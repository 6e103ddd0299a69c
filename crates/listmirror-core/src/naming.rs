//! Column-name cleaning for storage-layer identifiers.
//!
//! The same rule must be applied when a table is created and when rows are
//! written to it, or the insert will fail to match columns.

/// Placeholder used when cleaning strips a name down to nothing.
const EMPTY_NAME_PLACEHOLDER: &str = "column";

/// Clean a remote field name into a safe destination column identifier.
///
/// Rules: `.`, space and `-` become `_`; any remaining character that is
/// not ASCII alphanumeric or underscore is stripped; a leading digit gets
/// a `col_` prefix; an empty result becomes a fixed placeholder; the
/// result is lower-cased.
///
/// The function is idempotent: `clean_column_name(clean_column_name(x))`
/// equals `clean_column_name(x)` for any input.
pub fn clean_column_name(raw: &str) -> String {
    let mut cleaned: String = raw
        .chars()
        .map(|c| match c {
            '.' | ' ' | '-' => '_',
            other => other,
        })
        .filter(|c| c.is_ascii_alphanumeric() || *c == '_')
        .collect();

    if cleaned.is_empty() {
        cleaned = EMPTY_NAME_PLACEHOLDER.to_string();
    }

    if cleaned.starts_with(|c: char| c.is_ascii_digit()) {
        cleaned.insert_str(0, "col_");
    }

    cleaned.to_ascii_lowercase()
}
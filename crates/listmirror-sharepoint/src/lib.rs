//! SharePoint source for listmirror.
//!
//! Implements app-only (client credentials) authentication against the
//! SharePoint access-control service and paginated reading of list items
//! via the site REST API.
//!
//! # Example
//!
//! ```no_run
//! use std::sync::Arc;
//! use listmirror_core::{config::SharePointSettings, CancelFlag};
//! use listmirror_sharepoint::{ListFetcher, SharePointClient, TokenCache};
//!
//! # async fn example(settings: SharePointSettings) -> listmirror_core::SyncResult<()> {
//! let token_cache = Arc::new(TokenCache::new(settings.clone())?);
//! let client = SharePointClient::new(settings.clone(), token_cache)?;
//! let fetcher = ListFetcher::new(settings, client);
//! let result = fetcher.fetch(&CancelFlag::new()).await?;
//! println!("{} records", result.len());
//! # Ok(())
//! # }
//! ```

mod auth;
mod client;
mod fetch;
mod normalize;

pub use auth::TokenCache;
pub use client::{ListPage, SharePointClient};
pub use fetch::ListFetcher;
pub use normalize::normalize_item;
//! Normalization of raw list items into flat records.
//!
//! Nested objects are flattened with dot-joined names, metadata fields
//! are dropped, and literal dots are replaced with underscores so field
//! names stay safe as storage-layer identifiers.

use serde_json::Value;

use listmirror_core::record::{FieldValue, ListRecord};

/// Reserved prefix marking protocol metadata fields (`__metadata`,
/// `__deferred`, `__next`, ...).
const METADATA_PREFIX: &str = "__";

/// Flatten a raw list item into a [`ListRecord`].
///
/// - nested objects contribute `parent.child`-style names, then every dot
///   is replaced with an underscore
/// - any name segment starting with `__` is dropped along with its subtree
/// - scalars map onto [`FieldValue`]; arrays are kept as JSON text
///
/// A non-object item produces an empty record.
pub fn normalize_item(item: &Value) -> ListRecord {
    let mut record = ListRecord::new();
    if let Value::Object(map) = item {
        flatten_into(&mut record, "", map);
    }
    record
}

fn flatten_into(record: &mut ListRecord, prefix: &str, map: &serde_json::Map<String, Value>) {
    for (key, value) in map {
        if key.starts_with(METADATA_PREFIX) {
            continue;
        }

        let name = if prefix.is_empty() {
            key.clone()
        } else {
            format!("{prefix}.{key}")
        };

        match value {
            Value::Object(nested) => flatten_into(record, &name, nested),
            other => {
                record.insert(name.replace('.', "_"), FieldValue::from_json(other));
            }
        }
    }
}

○ ○ ○

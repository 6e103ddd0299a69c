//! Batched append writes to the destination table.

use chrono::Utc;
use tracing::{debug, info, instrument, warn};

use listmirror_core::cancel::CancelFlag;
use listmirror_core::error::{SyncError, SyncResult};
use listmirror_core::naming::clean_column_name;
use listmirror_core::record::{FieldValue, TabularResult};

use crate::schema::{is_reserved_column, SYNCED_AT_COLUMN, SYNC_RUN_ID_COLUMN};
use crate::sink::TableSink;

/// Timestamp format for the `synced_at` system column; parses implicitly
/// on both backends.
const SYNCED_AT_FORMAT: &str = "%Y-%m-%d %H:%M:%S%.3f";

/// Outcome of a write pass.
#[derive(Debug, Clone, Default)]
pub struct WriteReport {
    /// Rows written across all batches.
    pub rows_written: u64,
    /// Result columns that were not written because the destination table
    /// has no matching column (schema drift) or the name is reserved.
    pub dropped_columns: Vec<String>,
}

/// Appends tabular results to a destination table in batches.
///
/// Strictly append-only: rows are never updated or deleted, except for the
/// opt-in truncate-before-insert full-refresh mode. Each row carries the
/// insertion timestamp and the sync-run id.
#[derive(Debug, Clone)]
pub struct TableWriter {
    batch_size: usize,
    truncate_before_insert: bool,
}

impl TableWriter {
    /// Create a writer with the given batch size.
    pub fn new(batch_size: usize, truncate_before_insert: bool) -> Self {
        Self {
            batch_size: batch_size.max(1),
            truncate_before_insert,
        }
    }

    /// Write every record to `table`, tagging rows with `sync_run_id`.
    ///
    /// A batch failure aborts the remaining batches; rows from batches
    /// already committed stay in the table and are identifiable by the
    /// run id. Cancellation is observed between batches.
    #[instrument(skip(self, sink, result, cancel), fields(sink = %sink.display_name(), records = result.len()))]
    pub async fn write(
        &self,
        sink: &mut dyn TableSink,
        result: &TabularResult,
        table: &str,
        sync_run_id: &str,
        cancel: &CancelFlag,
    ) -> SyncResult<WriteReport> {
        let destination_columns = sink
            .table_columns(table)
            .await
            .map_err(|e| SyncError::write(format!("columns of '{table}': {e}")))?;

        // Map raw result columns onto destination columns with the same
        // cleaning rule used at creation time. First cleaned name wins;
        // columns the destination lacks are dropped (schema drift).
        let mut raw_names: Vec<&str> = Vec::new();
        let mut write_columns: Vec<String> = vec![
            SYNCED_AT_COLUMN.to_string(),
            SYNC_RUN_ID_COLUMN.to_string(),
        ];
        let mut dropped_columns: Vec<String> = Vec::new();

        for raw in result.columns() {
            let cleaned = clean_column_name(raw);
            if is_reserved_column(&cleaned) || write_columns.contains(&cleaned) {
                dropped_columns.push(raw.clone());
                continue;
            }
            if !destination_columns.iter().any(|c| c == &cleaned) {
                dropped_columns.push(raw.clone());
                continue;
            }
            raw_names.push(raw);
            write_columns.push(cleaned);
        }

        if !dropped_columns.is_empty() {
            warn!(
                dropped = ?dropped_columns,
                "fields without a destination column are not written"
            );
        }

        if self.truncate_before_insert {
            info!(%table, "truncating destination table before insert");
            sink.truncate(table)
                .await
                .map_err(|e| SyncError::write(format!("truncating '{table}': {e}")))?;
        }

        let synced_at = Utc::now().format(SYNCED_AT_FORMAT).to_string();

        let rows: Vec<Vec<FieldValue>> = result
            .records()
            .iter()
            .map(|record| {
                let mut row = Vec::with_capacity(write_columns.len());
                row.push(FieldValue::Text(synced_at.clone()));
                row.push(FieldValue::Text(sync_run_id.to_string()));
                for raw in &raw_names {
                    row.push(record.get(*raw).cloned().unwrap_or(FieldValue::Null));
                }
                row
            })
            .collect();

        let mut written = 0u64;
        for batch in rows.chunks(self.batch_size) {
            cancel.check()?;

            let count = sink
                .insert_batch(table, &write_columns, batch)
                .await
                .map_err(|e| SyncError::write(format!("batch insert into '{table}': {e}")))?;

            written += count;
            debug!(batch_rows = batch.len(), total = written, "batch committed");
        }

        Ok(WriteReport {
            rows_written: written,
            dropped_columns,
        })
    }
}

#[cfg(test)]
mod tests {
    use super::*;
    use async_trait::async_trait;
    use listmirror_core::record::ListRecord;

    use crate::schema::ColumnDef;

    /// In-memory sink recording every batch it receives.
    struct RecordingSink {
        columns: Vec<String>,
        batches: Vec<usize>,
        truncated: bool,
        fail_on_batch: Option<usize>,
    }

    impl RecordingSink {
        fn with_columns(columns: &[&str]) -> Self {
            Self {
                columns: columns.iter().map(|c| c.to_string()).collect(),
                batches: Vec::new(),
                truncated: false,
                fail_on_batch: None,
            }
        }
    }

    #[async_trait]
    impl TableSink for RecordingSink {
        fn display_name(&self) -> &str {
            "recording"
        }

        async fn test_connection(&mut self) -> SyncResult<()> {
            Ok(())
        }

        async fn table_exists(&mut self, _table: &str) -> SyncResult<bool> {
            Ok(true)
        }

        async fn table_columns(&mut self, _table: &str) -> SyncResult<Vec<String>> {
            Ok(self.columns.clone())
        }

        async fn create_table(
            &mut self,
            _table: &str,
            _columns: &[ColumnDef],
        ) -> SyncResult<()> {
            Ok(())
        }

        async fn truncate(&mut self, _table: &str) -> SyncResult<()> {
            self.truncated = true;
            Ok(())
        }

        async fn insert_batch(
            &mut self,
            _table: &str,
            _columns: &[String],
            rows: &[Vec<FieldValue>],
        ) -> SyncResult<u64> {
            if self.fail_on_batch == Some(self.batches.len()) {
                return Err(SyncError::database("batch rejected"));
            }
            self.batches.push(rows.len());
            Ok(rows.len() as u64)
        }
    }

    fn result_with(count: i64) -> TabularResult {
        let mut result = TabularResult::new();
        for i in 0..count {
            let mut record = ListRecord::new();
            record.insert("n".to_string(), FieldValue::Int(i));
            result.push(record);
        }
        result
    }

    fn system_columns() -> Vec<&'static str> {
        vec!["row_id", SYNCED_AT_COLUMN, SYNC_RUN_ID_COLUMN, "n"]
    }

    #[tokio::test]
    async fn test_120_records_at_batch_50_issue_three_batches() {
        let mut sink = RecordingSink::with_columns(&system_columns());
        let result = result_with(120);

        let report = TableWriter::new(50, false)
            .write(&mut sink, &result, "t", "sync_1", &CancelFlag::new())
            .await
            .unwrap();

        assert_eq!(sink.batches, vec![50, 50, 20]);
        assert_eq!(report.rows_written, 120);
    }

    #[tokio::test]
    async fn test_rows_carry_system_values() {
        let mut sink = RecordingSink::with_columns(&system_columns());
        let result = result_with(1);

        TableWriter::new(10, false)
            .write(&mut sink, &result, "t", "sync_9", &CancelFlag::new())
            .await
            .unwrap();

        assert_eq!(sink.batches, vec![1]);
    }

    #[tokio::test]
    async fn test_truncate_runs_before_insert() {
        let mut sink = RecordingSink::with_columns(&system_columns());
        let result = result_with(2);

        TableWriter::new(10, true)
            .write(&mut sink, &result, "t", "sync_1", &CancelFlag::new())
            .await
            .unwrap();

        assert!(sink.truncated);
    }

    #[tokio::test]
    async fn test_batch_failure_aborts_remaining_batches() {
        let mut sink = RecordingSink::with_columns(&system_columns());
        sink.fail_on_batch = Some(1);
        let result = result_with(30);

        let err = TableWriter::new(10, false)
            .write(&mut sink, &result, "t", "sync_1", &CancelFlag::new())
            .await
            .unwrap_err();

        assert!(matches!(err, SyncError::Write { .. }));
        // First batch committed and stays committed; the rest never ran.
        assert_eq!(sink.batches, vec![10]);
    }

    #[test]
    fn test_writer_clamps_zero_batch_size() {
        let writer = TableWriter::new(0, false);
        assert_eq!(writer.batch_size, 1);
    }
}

○ ○ ○

__Exercise instructions__: Only the lines that contain the word "drift" should be copied from the material.

__Worked solution__:
    /// has no matching column (schema drift) or the name is reserved.
        // columns the destination lacks are dropped (schema drift).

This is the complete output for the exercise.